Recurrent mutations in NF-kB pathway components, KMT2D, and NOTCH1/2 in ocular adnexal MALT-type marginal zone lymphomas

Abstract

The pathogenesis of ocular adnexal marginal zone lymphomas of mucosaassociated lymphatic tissue-type (OAML) is still poorly understood. We analyzed 63 cases of such lymphomas for non-synonymous mutations in 24 candidate genes by amplicon sequencing. We validated frequent mutations in the NF-kB regulators MYD88, TNFAIP3 and TNIP1 in OAML, but also identified recurrent mutations in several additional components of the NF-kB pathway, including BCL10 and NFKBIA. Overall, 60% of cases had mutations in at least one component of NF-kB signaling, pointing to a central role of its genetic deregulation in OAML pathogenesis.
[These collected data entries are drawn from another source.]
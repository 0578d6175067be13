//! Submission queue - SQLite backend
//!
//! The caller-side work list. The orchestrator never reads it; the batch
//! runner takes pending rows, runs them and writes the outcome back.

use chrono::{DateTime, Utc};
use rusqlite::{params, Connection, OptionalExtension, Row};
use serde::{Deserialize, Serialize};
use std::fmt;
use std::path::Path;
use std::sync::{Mutex, MutexGuard};

use crate::core::{Outcome, StoreError, SubmissionRequest, SubmissionResult};

#[derive(Debug, Clone, Copy, PartialEq, Eq, Serialize, Deserialize)]
#[serde(rename_all = "snake_case")]
pub enum QueueStatus {
    Queued,
    AwaitingPayment,
    PaymentReceived,
    Submitted,
    Failed,
    ManualReview,
}

impl QueueStatus {
    pub fn as_str(&self) -> &'static str {
        match self {
            QueueStatus::Queued => "queued",
            QueueStatus::AwaitingPayment => "awaiting_payment",
            QueueStatus::PaymentReceived => "payment_received",
            QueueStatus::Submitted => "submitted",
            QueueStatus::Failed => "failed",
            QueueStatus::ManualReview => "manual_review",
        }
    }

    fn parse(s: &str) -> QueueStatus {
        match s {
            "awaiting_payment" => QueueStatus::AwaitingPayment,
            "payment_received" => QueueStatus::PaymentReceived,
            "submitted" => QueueStatus::Submitted,
            "failed" => QueueStatus::Failed,
            "manual_review" => QueueStatus::ManualReview,
            _ => QueueStatus::Queued,
        }
    }

    /// Statuses the batch runner picks up
    pub fn is_pending(&self) -> bool {
        matches!(self, QueueStatus::Queued | QueueStatus::PaymentReceived | QueueStatus::Failed)
    }
}

impl fmt::Display for QueueStatus {
    fn fmt(&self, f: &mut fmt::Formatter<'_>) -> fmt::Result {
        f.write_str(self.as_str())
    }
}

#[derive(Debug, Clone, Serialize, Deserialize)]
pub struct QueueItem {
    pub id: String,
    pub request: SubmissionRequest,
    pub status: QueueStatus,
    pub attempts: u32,
    pub last_error: Option<String>,
    pub error_kind: Option<String>,
    pub permit_number: Option<String>,
    pub created_at: DateTime<Utc>,
    pub updated_at: DateTime<Utc>,
}

pub struct SubmissionQueue {
    conn: Mutex<Connection>,
}

impl SubmissionQueue {
    pub fn open(path: impl AsRef<Path>) -> Result<Self, StoreError> {
        if let Some(parent) = path.as_ref().parent() {
            std::fs::create_dir_all(parent)?;
        }
        let queue = Self { conn: Mutex::new(Connection::open(path)?) };
        queue.init_schema()?;
        Ok(queue)
    }

    pub fn open_memory() -> Result<Self, StoreError> {
        let queue = Self { conn: Mutex::new(Connection::open_in_memory()?) };
        queue.init_schema()?;
        Ok(queue)
    }

    fn conn(&self) -> MutexGuard<'_, Connection> {
        self.conn.lock().unwrap_or_else(|p| p.into_inner())
    }

    fn init_schema(&self) -> Result<(), StoreError> {
        self.conn().execute_batch(
            r#"
            CREATE TABLE IF NOT EXISTS submissions (
                id TEXT PRIMARY KEY,
                request TEXT NOT NULL,
                status TEXT NOT NULL DEFAULT 'queued',
                attempts INTEGER NOT NULL DEFAULT 0,
                last_error TEXT,
                error_kind TEXT,
                permit_number TEXT,
                created_at TEXT NOT NULL,
                updated_at TEXT NOT NULL
            );
            CREATE INDEX IF NOT EXISTS idx_submissions_status ON submissions(status);
            "#,
        )?;
        Ok(())
    }

    /// Add a request; a blank id gets a fresh UUID. Returns the id and
    /// whether a new row was written (existing ids are left alone).
    pub fn enqueue(&self, request: SubmissionRequest) -> Result<(String, bool), StoreError> {
        let request = request.with_generated_id();
        let json = serde_json::to_string(&request)?;
        let now = Utc::now().to_rfc3339();
        let inserted = self.conn().execute(
            r#"INSERT INTO submissions (id, request, status, attempts, created_at, updated_at)
               VALUES (?1, ?2, 'queued', 0, ?3, ?3)
               ON CONFLICT(id) DO NOTHING"#,
            params![request.submission_id, json, now],
        )?;
        Ok((request.submission_id, inserted > 0))
    }

    /// Oldest pending items first. Failed rows count only while they are
    /// under `max_attempts`.
    pub fn pending(&self, limit: usize, max_attempts: u32) -> Result<Vec<QueueItem>, StoreError> {
        let conn = self.conn();
        let mut stmt = conn.prepare(
            r#"SELECT id, request, status, attempts, last_error, error_kind, permit_number, created_at, updated_at
               FROM submissions
               WHERE status IN ('queued', 'payment_received')
                  OR (status = 'failed' AND attempts < ?2)
               ORDER BY created_at, id
               LIMIT ?1"#,
        )?;
        let items = stmt
            .query_map(params![limit as i64, max_attempts], raw_row)?
            .map(|r| r.map_err(StoreError::from).and_then(RawItem::into_item))
            .collect::<Result<Vec<_>, _>>();
        items
    }

    pub fn get(&self, id: &str) -> Result<Option<QueueItem>, StoreError> {
        let raw = self
            .conn()
            .query_row(
                r#"SELECT id, request, status, attempts, last_error, error_kind, permit_number, created_at, updated_at
                   FROM submissions WHERE id = ?1"#,
                params![id],
                raw_row,
            )
            .optional()?;
        raw.map(RawItem::into_item).transpose()
    }

    /// Bump the attempt counter; returns the new count
    pub fn record_attempt(&self, id: &str) -> Result<u32, StoreError> {
        let conn = self.conn();
        let changed = conn.execute(
            "UPDATE submissions SET attempts = attempts + 1, updated_at = ?2 WHERE id = ?1",
            params![id, Utc::now().to_rfc3339()],
        )?;
        if changed == 0 {
            return Err(StoreError::NotFound(id.to_string()));
        }
        let attempts: i64 = conn.query_row("SELECT attempts FROM submissions WHERE id = ?1", params![id], |r| r.get(0))?;
        Ok(attempts as u32)
    }

    pub fn set_status(&self, id: &str, status: QueueStatus, error: Option<&str>) -> Result<(), StoreError> {
        let changed = self.conn().execute(
            "UPDATE submissions SET status = ?2, last_error = COALESCE(?3, last_error), updated_at = ?4 WHERE id = ?1",
            params![id, status.as_str(), error, Utc::now().to_rfc3339()],
        )?;
        if changed == 0 {
            return Err(StoreError::NotFound(id.to_string()));
        }
        Ok(())
    }

    /// Write a run's result back to the row
    /// Map a run's outcome onto the row. Reaching the payment pause resets
    /// the attempt counter: the post-payment run gets its own budget.
    pub fn record_outcome(&self, result: &SubmissionResult) -> Result<QueueStatus, StoreError> {
        let status = match result.outcome {
            Outcome::Complete => QueueStatus::Submitted,
            Outcome::PendingPayment => QueueStatus::AwaitingPayment,
            Outcome::Failed => QueueStatus::Failed,
        };
        let changed = self.conn().execute(
            r#"UPDATE submissions SET
                   status = ?2,
                   attempts = CASE WHEN ?2 = 'awaiting_payment' THEN 0 ELSE attempts END,
                   last_error = ?3,
                   error_kind = ?4,
                   permit_number = COALESCE(?5, permit_number),
                   updated_at = ?6
               WHERE id = ?1"#,
            params![
                result.submission_id,
                status.as_str(),
                result.error,
                result.error_kind.map(|k| k.to_string()),
                result.permit_number,
                Utc::now().to_rfc3339()
            ],
        )?;
        if changed == 0 {
            return Err(StoreError::NotFound(result.submission_id.clone()));
        }
        Ok(status)
    }

    /// Count of rows per status, for the status report
    pub fn counts(&self) -> Result<Vec<(QueueStatus, u32)>, StoreError> {
        let conn = self.conn();
        let mut stmt = conn.prepare("SELECT status, COUNT(*) FROM submissions GROUP BY status ORDER BY status")?;
        let rows = stmt.query_map([], |row| {
            let status: String = row.get(0)?;
            let count: i64 = row.get(1)?;
            Ok((QueueStatus::parse(&status), count as u32))
        })?;
        let counts = rows.collect::<Result<Vec<_>, _>>()?;
        Ok(counts)
    }
}

struct RawItem {
    id: String,
    request: String,
    status: String,
    attempts: i64,
    last_error: Option<String>,
    error_kind: Option<String>,
    permit_number: Option<String>,
    created_at: String,
    updated_at: String,
}

fn raw_row(row: &Row<'_>) -> rusqlite::Result<RawItem> {
    Ok(RawItem {
        id: row.get(0)?,
        request: row.get(1)?,
        status: row.get(2)?,
        attempts: row.get(3)?,
        last_error: row.get(4)?,
        error_kind: row.get(5)?,
        permit_number: row.get(6)?,
        created_at: row.get(7)?,
        updated_at: row.get(8)?,
    })
}

fn parse_time(s: &str) -> DateTime<Utc> {
    DateTime::parse_from_rfc3339(s).map(|t| t.with_timezone(&Utc)).unwrap_or_else(|_| Utc::now())
}

impl RawItem {
    fn into_item(self) -> Result<QueueItem, StoreError> {
        Ok(QueueItem {
            request: serde_json::from_str(&self.request)?,
            status: QueueStatus::parse(&self.status),
            attempts: self.attempts.max(0) as u32,
            created_at: parse_time(&self.created_at),
            updated_at: parse_time(&self.updated_at),
            id: self.id,
            last_error: self.last_error,
            error_kind: self.error_kind,
            permit_number: self.permit_number,
        })
    }
}

#[cfg(test)]
mod tests {
    use super::*;
    use crate::core::request::sample_request;
    use crate::core::{ErrorKind, Step, SubmissionState};

    #[test]
    fn test_enqueue_and_pending() {
        let queue = SubmissionQueue::open_memory().unwrap();
        let (id, inserted) = queue.enqueue(sample_request("q-1")).unwrap();
        assert_eq!(id, "q-1");
        assert!(inserted);
        assert!(!queue.enqueue(sample_request("q-1")).unwrap().1);

        let (generated, _) = queue.enqueue(sample_request("")).unwrap();
        assert!(uuid::Uuid::parse_str(&generated).is_ok());

        let pending = queue.pending(10, 3).unwrap();
        assert_eq!(pending.len(), 2);
        assert_eq!(pending[0].status, QueueStatus::Queued);
        assert_eq!(queue.pending(1, 3).unwrap().len(), 1);
    }

    #[test]
    fn test_attempts_and_status() {
        let queue = SubmissionQueue::open_memory().unwrap();
        queue.enqueue(sample_request("q-2")).unwrap();
        assert_eq!(queue.record_attempt("q-2").unwrap(), 1);
        assert_eq!(queue.record_attempt("q-2").unwrap(), 2);
        assert!(matches!(queue.record_attempt("nope"), Err(StoreError::NotFound(_))));

        queue.set_status("q-2", QueueStatus::ManualReview, Some("exceeded 3 attempts")).unwrap();
        let item = queue.get("q-2").unwrap().unwrap();
        assert_eq!(item.status, QueueStatus::ManualReview);
        assert_eq!(item.attempts, 2);
        assert_eq!(item.last_error.as_deref(), Some("exceeded 3 attempts"));
        assert!(queue.pending(10, 3).unwrap().is_empty());
    }

    #[test]
    fn test_record_outcome_maps_status() {
        let queue = SubmissionQueue::open_memory().unwrap();
        queue.enqueue(sample_request("q-3")).unwrap();

        let mut state = SubmissionState::new(sample_request("q-3"));
        state.current_step = Step::AwaitingPayment;
        let pending = SubmissionResult::from_state(&state, vec![], vec![], None);
        assert_eq!(queue.record_outcome(&pending).unwrap(), QueueStatus::AwaitingPayment);
        assert!(queue.pending(10, 3).unwrap().is_empty());

        let err = crate::core::PortalError::SessionExpired("login page".into());
        let failed = SubmissionResult::from_state(&state, vec![], vec![], Some(&err));
        assert_eq!(queue.record_outcome(&failed).unwrap(), QueueStatus::Failed);
        let item = queue.get("q-3").unwrap().unwrap();
        assert_eq!(item.error_kind.as_deref(), Some(ErrorKind::SessionExpired.to_string().as_str()));
        assert_eq!(queue.counts().unwrap(), vec![(QueueStatus::Failed, 1)]);
    }

    #[test]
    fn test_failed_rows_at_the_cap_are_not_pending() {
        let queue = SubmissionQueue::open_memory().unwrap();
        queue.enqueue(sample_request("q-4")).unwrap();
        queue.record_attempt("q-4").unwrap();
        queue.record_attempt("q-4").unwrap();
        queue.set_status("q-4", QueueStatus::Failed, Some("Element not found")).unwrap();

        assert_eq!(queue.pending(10, 3).unwrap().len(), 1);
        assert!(queue.pending(10, 2).unwrap().is_empty());
    }

    #[test]
    fn test_payment_pause_resets_attempts() {
        let queue = SubmissionQueue::open_memory().unwrap();
        queue.enqueue(sample_request("q-5")).unwrap();
        queue.record_attempt("q-5").unwrap();
        queue.record_attempt("q-5").unwrap();

        let mut state = SubmissionState::new(sample_request("q-5"));
        state.current_step = Step::AwaitingPayment;
        queue.record_outcome(&SubmissionResult::from_state(&state, vec![], vec![], None)).unwrap();
        assert_eq!(queue.get("q-5").unwrap().unwrap().attempts, 0);

        // Failures keep counting
        queue.record_attempt("q-5").unwrap();
        let err = crate::core::PortalError::SessionExpired("login page".into());
        queue.record_outcome(&SubmissionResult::from_state(&state, vec![], vec![], Some(&err))).unwrap();
        assert_eq!(queue.get("q-5").unwrap().unwrap().attempts, 1);
    }
}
Mutations in NOTCH1 and NOTCH2 were each found in 8% of cases, indicating a pathogenetic function of these factors in OAML. KMT2D was identified as the first epigenetic regulator with mutations in OAML, being mutated in 22% of cases. Mutations in MYD88 were associated with an inferior disease-free survival. Overall, we identified here highly recurrent genetic lesions in components of the NF-kB pathway, of NOTCH1 and NOTCH2 as well as KMT2D in OAML and thereby provide major novel insights into the pathogenesis of this B cell malignancy.